Klotman attended public school in Galveston and noted in an interview that while her school was segregated, her neighborhood was not. She grew up poor during the Great Depression and has recounted being discriminated against by her teachers and peers for following Orthodox Judaism.[2]
Klotman's family did not have enough money to send her to college right away. Though she was trained as a secretary, she went to work as a ship dispatcher for the National Maritime Union. The left-wing union was one of the few integrated spaces in Galveston, and Klotman became good friends with the secretary, an African-American woman. She eventually joined the NAACP at the same time as two white men she knew from the union.[2]
In 1941, Klotman met her husband, Robert, through a blind date arranged by her sister. They were married in 1943. Robert, who was originally from Cleveland, Ohio, served in the United States Army during WWII, and Klotman followed him during his relocations to bases in Missouri and California while working for the American Red Cross. She said she did not know at the time that the Red Cross segregated blood plasma and did not find out until several years later.[2]
Klotman and her husband had three children, but lost their first, Eric, to Tay-Sach's disease when he was two years old.[1] Klotman is also the mother of Paul Klotman, the current president and CEO of Baylor College of Medicine in Houston, Texas.
Klotman took her first college course part-time at Case Western Reserve University in Cleveland when she was 29 years old. In 1961, she graduated summa cum laude with B.A. degrees in English and French from Cleveland College, the school for adults at Western Reserve University. After graduation, she was awarded the Woodrow Wilson Fellowship in American Studies. She earned her master's degrees in American studies and English in 1963 and was a teaching fellow at Case Western for two years after.
After moving to Michigan with her family in 1967, Klotman became an English instructor at the Lawrence Institute of Technology in Southfield, Michigan, while continuing to go to school part-time. She received doctoral degrees in English and Afro-American literature/American literature from Case Western in 1969 with a dissertation on African American narrative.
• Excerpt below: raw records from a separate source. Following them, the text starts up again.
mod common;

use axum::{
    body::Body,
    http::{Request, StatusCode, header},
};
use common::{TOKEN, body_json, location, set_cookies, spawn_app, spawn_with};
use sangam_portal::{
    InMemoryRepository, MockIdentityService, MockStorageService, identity::MockBehavior,
    models::SessionStatus,
};

fn login_form(body: &str) -> Request<Body> {
    Request::post("/api/auth/login")
        .header(header::CONTENT_TYPE, "application/x-www-form-urlencoded")
        .body(Body::from(body.to_string()))
        .unwrap()
}

fn login_json(body: serde_json::Value) -> Request<Body> {
    Request::post("/api/auth/login")
        .header(header::CONTENT_TYPE, "application/json")
        .body(Body::from(body.to_string()))
        .unwrap()
}

#[tokio::test]
async fn form_login_sets_cookies_and_returns_to_origin() {
    let app = spawn_app();
    let response = app
        .send(login_form(
            "email=admin%40example.org&password=correct-horse&redirectedFrom=%2Fadmin%2Fnews",
        ))
        .await;

    assert_eq!(response.status(), StatusCode::SEE_OTHER);
    assert_eq!(location(&response), "/admin/news");

    let cookies = set_cookies(&response);
    let access = cookies
        .iter()
        .find(|c| c.starts_with("sb-access-token="))
        .expect("access cookie");
    assert!(access.contains(TOKEN));
    assert!(access.contains("HttpOnly"));
    assert!(cookies.iter().any(|c| c.starts_with("sb-refresh-token=")));
}

#[tokio::test]
async fn login_never_redirects_off_site() {
    let app = spawn_app();
    let response = app
        .send(login_form(
            "email=admin%40example.org&password=correct-horse&redirectedFrom=https%3A%2F%2Fevil.test%2Fadmin",
        ))
        .await;

    assert_eq!(response.status(), StatusCode::SEE_OTHER);
    assert_eq!(location(&response), "/admin");
}

#[tokio::test]
async fn json_login_with_bad_password_is_401() {
    let app = spawn_app();
    let response = app
        .send(login_json(serde_json::json!({
            "email": "admin@example.org",
            "password": "wrong",
        })))
        .await;

    assert_eq!(response.status(), StatusCode::UNAUTHORIZED);
    assert!(set_cookies(&response).is_empty());
}

#[tokio::test]
async fn form_login_with_bad_password_returns_to_login() {
    let app = spawn_app();
    let response = app
        .send(login_form(
            "email=admin%40example.org&password=wrong&redirectedFrom=%2Fadmin%2Fevents",
        ))
        .await;

    assert_eq!(response.status(), StatusCode::SEE_OTHER);
    assert_eq!(
        location(&response),
        "/admin/login?error=invalid&redirectedFrom=%2Fadmin%2Fevents"
    );
}

#[tokio::test]
async fn login_while_backend_down_is_503() {
    let app = spawn_with(
        InMemoryRepository::new(),
        MockIdentityService::with_behavior(MockBehavior::Unreachable),
        MockStorageService::new(),
    );
    let response = app
        .send(login_json(serde_json::json!({
            "email": "admin@example.org",
            "password": "correct-horse",
        })))
        .await;
    assert_eq!(response.status(), StatusCode::SERVICE_UNAVAILABLE);
}

#[tokio::test]
async fn logout_revokes_and_clears() {
    let app = spawn_app();
    let response = app
        .send(
            Request::post("/api/auth/logout")
                .header(header::COOKIE, format!("sb-access-token={}", TOKEN))
                .body(Body::empty())
                .unwrap(),
        )
        .await;

    assert_eq!(response.status(), StatusCode::SEE_OTHER);
    assert_eq!(location(&response), "/admin/login");
    assert_eq!(app.identity.signed_out_tokens(), vec![TOKEN.to_string()]);
    assert!(
        set_cookies(&response)
            .iter()
            .any(|c| c.starts_with("sb-access-token="))
    );

    // The revoked token no longer opens the admin area.
    let after = app.get_signed_in("/admin/dashboard").await;
    assert_eq!(after.status(), StatusCode::FOUND);
}

#[tokio::test]
async fn session_status_reflects_cookies() {
    let app = spawn_app();

    let anonymous: SessionStatus = body_json(app.get("/api/auth/session").await).await;
    assert!(!anonymous.authenticated);
    assert!(anonymous.email.is_none());

    let signed_in: SessionStatus = body_json(app.get_signed_in("/api/auth/session").await).await;
    assert!(signed_in.authenticated);
    assert_eq!(signed_in.email.as_deref(), Some("admin@example.org"));
}

#[tokio::test]
async fn session_check_is_idempotent() {
    let app = spawn_app();
    let first: SessionStatus = body_json(app.get_signed_in("/api/auth/session").await).await;
    let second: SessionStatus = body_json(app.get_signed_in("/api/auth/session").await).await;
    assert_eq!(first.authenticated, second.authenticated);
}

#[tokio::test]
async fn login_round_trip_opens_the_dashboard() {
    let app = spawn_app();
    let login = app
        .send(login_form(
            "email=admin%40example.org&password=correct-horse&redirectedFrom=%2Fadmin%2Fdashboard",
        ))
        .await;
    let target = location(&login);
    let cookie = set_cookies(&login)
        .into_iter()
        .find(|c| c.starts_with("sb-access-token="))
        .and_then(|c| c.split(';').next().map(str::to_string))
        .unwrap();

    let response = app
        .send(
            Request::get(target.as_str())
                .header(header::COOKIE, cookie)
                .body(Body::empty())
                .unwrap(),
        )
        .await;
    assert_eq!(response.status(), StatusCode::OK);
}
In 1970, Robert was hired to build a music education program at Indiana University's Jacobs School of Music in Bloomington, Indiana. Klotman commuted to her new position as assistant professor in English at Indiana State University. While there, she taught the school's first course in black literature. The next year, she was hired by Dr. Herman C. Hudson as an assistant professor of Afro-American Studies at Indiana University, which was in the midst of building an Afro-American Studies Department. She has praised Hudson for allowing her to create her own courses and write them into the curriculum. Klotman was promoted to full professor in 1978. She and Robert took several trips together as visiting professors to schools in Yugoslavia, China, and across the United States.
Klotman became the Dean of Women's Affairs at IU in 1986 and remained in that position until 1993.
Klotman founded the journal Black Camera[3] and helped to amass a large archive on black cinema at Indiana University which now includes thousands of films, photographs, oral histories and memorabilia.[1]